Tag Archives: Print Media

15 Tips on How To Give an Interview


It was requested that I write an article on how to give an interview for musicians. I know from the media sources I have, that there is a lot of laziness and disrespect, especially from the musicians that have yet to achieve any real status. Hopefully this article will help you realize to not piss off your media contacts. It is through the media that your music reaches the world many times over, so it is very important you take this seriously. You make a huge mistake in your music career if you don’t take this seriously and do your very best because they will not ever cover you again. Remember, they never have to interview you or cover your band, regardless of how good your band is or how big you think you are.

When giving a live interview for TV or radio keep these points in mind. I know I am going to get comments on these points because it should be common sense but here is the feedback I get from fellow interviewers and from my own radio show.

  1. Always be on time – Don’t rely on your publicist for the correct info either. Many times the artist does not know the time to call in because the publicist got it wrong, even after three emails or more. I know this is what you pay for if you have one, but everyone makes mistakes.
  2. Don’t assume they are going to call you – This is your business and career so make sure you know what is going on. It’s your job to know who is calling whom. Don’t miss an opportunity to get press by not knowing the details.
  3. Do your research and know with whom you are talking – Make sure you at least know which station or magazine you are talking with and the person interviewing you.
  4. Answer using sentences, not one-word answers – Nothing is worse than a boring interview because you don’t know what to say about your band or music.
  5. Don’t call in drunk or stoned – These people are being professional and working hard to promote your music. Be professional and do the same. Respect them and their time by being coherent for the interview.
  6. Make sure you leave enough time for the interview – A good interview takes more than 10 minutes most of the time. You have a story to get out so make sure you give yourself time to do it.
  7. Also be prepared that many of the interviewers don’t like your music and didn’t prepare to interview you – Sometimes you need to lead the interview or make sure they know everything about you that you want them to know. Don’t assume they actually know anything about you or your music.
  8. If doing an interview for an industry specific magazine, know your stuff – Say you are doing an interview with EQ Magazine; they are going to want to know how your signal chain works so make sure you understand your own gear or equipment. Make sure you understand what the interviewer is looking for.
  9. Be focused, but have fun – This is serious business, so make sure you pay attention and are not distracted. There’s nothing more obnoxious than listening to an interview where the artist is talking to someone else in the background, chewing gum/food, clacking away on a keyboard, or generally not engaged in the interview.
  10. Phone fodder – While it is always preferable to use a land line (or Skype), more often than not, interviews are done by cellphone these days. Make sure you are in a well covered area, you find a quite place to talk, and you’re not pacing about potentially endangering your signal.

 

When doing an email interview, please try to make it interesting. You have to keep the reader engaged and eager to learn about you.

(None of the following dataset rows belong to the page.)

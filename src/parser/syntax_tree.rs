//! Region extraction over a full tree-sitter parse of the document.

use std::sync::{Mutex, PoisonError};
use tracing::{debug, warn};
use tree_sitter::{Parser, Tree};

use crate::document::Document;
use crate::error::{Error, Result};
use crate::parser::{Region, RegionKind};

/// Parse `document` and collect every comment and string node.
///
/// # Errors
///
/// Returns `Error::ScanFailure` if tree-sitter gives up on the text.
pub fn extract(document: &Document, parser: &Mutex<Parser>) -> Result<Vec<Region>> {
    let tree = {
        let mut parser = parser.lock().unwrap_or_else(PoisonError::into_inner);
        // Each scan starts from scratch; no previous tree is reused.
        parser.reset();
        parser.parse(document.text(), None)
    }
    .ok_or_else(|| Error::ScanFailure {
        uri: document.uri().clone(),
        reason: "tree-sitter returned no tree".to_string(),
    })?;

    if tree.root_node().has_error() {
        debug!(uri = %document.uri(), "syntax errors in document, extracting what parsed");
    }

    Ok(collect_regions(document, &tree))
}

/// Node kinds that hold natural-language text.
fn classify(kind: &str) -> Option<RegionKind> {
    if kind.contains("comment") {
        Some(RegionKind::Comment)
    } else if matches!(kind, "string" | "template_string" | "raw_string")
        || kind.ends_with("string_literal")
    {
        Some(RegionKind::String)
    } else {
        None
    }
}

// Depth-first, pre-order. A textual node is emitted whole and its children skipped.
// Only named nodes are classified: anonymous keyword tokens such as the `string`
// in a TypeScript type annotation share a kind name with literals.
fn collect_regions(document: &Document, tree: &Tree) -> Vec<Region> {
    let mut regions = Vec::new();
    let mut cursor = tree.walk();

    'walk: loop {
        let node = cursor.node();
        let kind = if node.is_named() { classify(node.kind()) } else { None };
        match kind {
            Some(kind) => match Region::from_span(document, kind, node.byte_range()) {
                Some(region) => regions.push(region),
                None => warn!(kind = node.kind(), "dropping node with unusable range"),
            },
            None => {
                if cursor.goto_first_child() {
                    continue;
                }
            }
        }

        loop {
            if cursor.goto_next_sibling() {
                continue 'walk;
            }
            if !cursor.goto_parent() {
                break 'walk;
            }
        }
    }

    regions
}

#[cfg(test)]
mod tests {
    use super::*;
    use crate::document::DocumentUri;
    use crate::parser::grammar::GrammarRegistry;
    use crate::Position;

    fn regions(name: &str, text: &str) -> (Document, Vec<Region>) {
        let document = Document::new(DocumentUri::new(format!("file:///src/{name}")), 1, text);
        let registry = GrammarRegistry::default();
        let parser = registry.parser(document.language()).unwrap();
        let regions = extract(&document, &parser).unwrap();
        (document, regions)
    }

    #[test]
    fn test_single_line_comment() {
        let (_, found) = regions("a.ts", "// this is a tpyo");
        assert_eq!(found.len(), 1);
        assert_eq!(found[0].kind, RegionKind::Comment);
        assert_eq!(found[0].text, "// this is a tpyo");
        assert_eq!(found[0].start, Position::new(0, 0));
        assert_eq!(found[0].end, Position::new(0, 17));
    }

    #[test]
    fn test_multi_line_block_comment() {
        let (_, found) = regions("a.ts", "/* line one\n   line two */");
        assert_eq!(found.len(), 1);
        assert_eq!(found[0].start, Position::new(0, 0));
        assert_eq!(found[0].end, Position::new(1, 14));
        assert_eq!(found[0].text, "/* line one\n   line two */");
    }

    #[test]
    fn test_strings_and_comments_in_order() {
        let text = "const greeting = \"hello world\"; // say hi\nlet t = `multi\nline`;\n";
        let (_, found) = regions("a.ts", text);
        let kinds: Vec<_> = found.iter().map(|r| (r.kind, r.text.as_str())).collect();
        assert_eq!(
            kinds,
            vec![
                (RegionKind::String, "\"hello world\""),
                (RegionKind::Comment, "// say hi"),
                (RegionKind::String, "`multi\nline`"),
            ]
        );
    }

    #[test]
    fn test_region_text_matches_document_positions() {
        let text = "def f():\n    \"\"\"Docstring with\n    two lines.\"\"\"\n    # note ünïcode\n    return 'x'\n";
        let (document, found) = regions("a.py", text);
        assert_eq!(found.len(), 3);
        for region in &found {
            let start = document.offset_at(region.start).unwrap();
            let end = document.offset_at(region.end).unwrap();
            assert_eq!(&document.text()[start..end], region.text);
        }
    }

    #[test]
    fn test_empty_document() {
        let (_, found) = regions("a.rs", "");
        assert!(found.is_empty());
    }

    #[test]
    fn test_type_annotations_are_code() {
        let text = "let x: string = 1;\nfunction f(a: string): string { return a; }\n";
        let (_, found) = regions("a.ts", text);
        assert!(found.is_empty(), "{found:?}");

        let (_, found) = regions("a.ts", "let s: string = \"wrold\";");
        assert_eq!(found.len(), 1);
        assert_eq!(found[0].text, "\"wrold\"");
    }

    #[test]
    fn test_code_only_document() {
        let (_, found) = regions("a.go", "package main\n\nfunc main() {}\n");
        assert!(found.is_empty());
    }
}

  1. Write full sentences – Make sure you answer the questions as completely as you can and try to put some thought into your answer. Don’t rush through your interviews. This is your time to showcase or spotlight your band to an audience who has never heard about you in most cases.
  2. Be witty – Try to have a sense of humor. This will help with people spreading the article around and also keep the interviewer interested in interviewing you again at some point.
  3. Use correct grammar – I know many of us struggle with this, but try to use appropriate grammar. This will alter their pre-conceived perception of you, thus making you look like much more than just another musician who does not care about anything but chicks and partying. It will also help keep the grammar police off your page with pointless comments.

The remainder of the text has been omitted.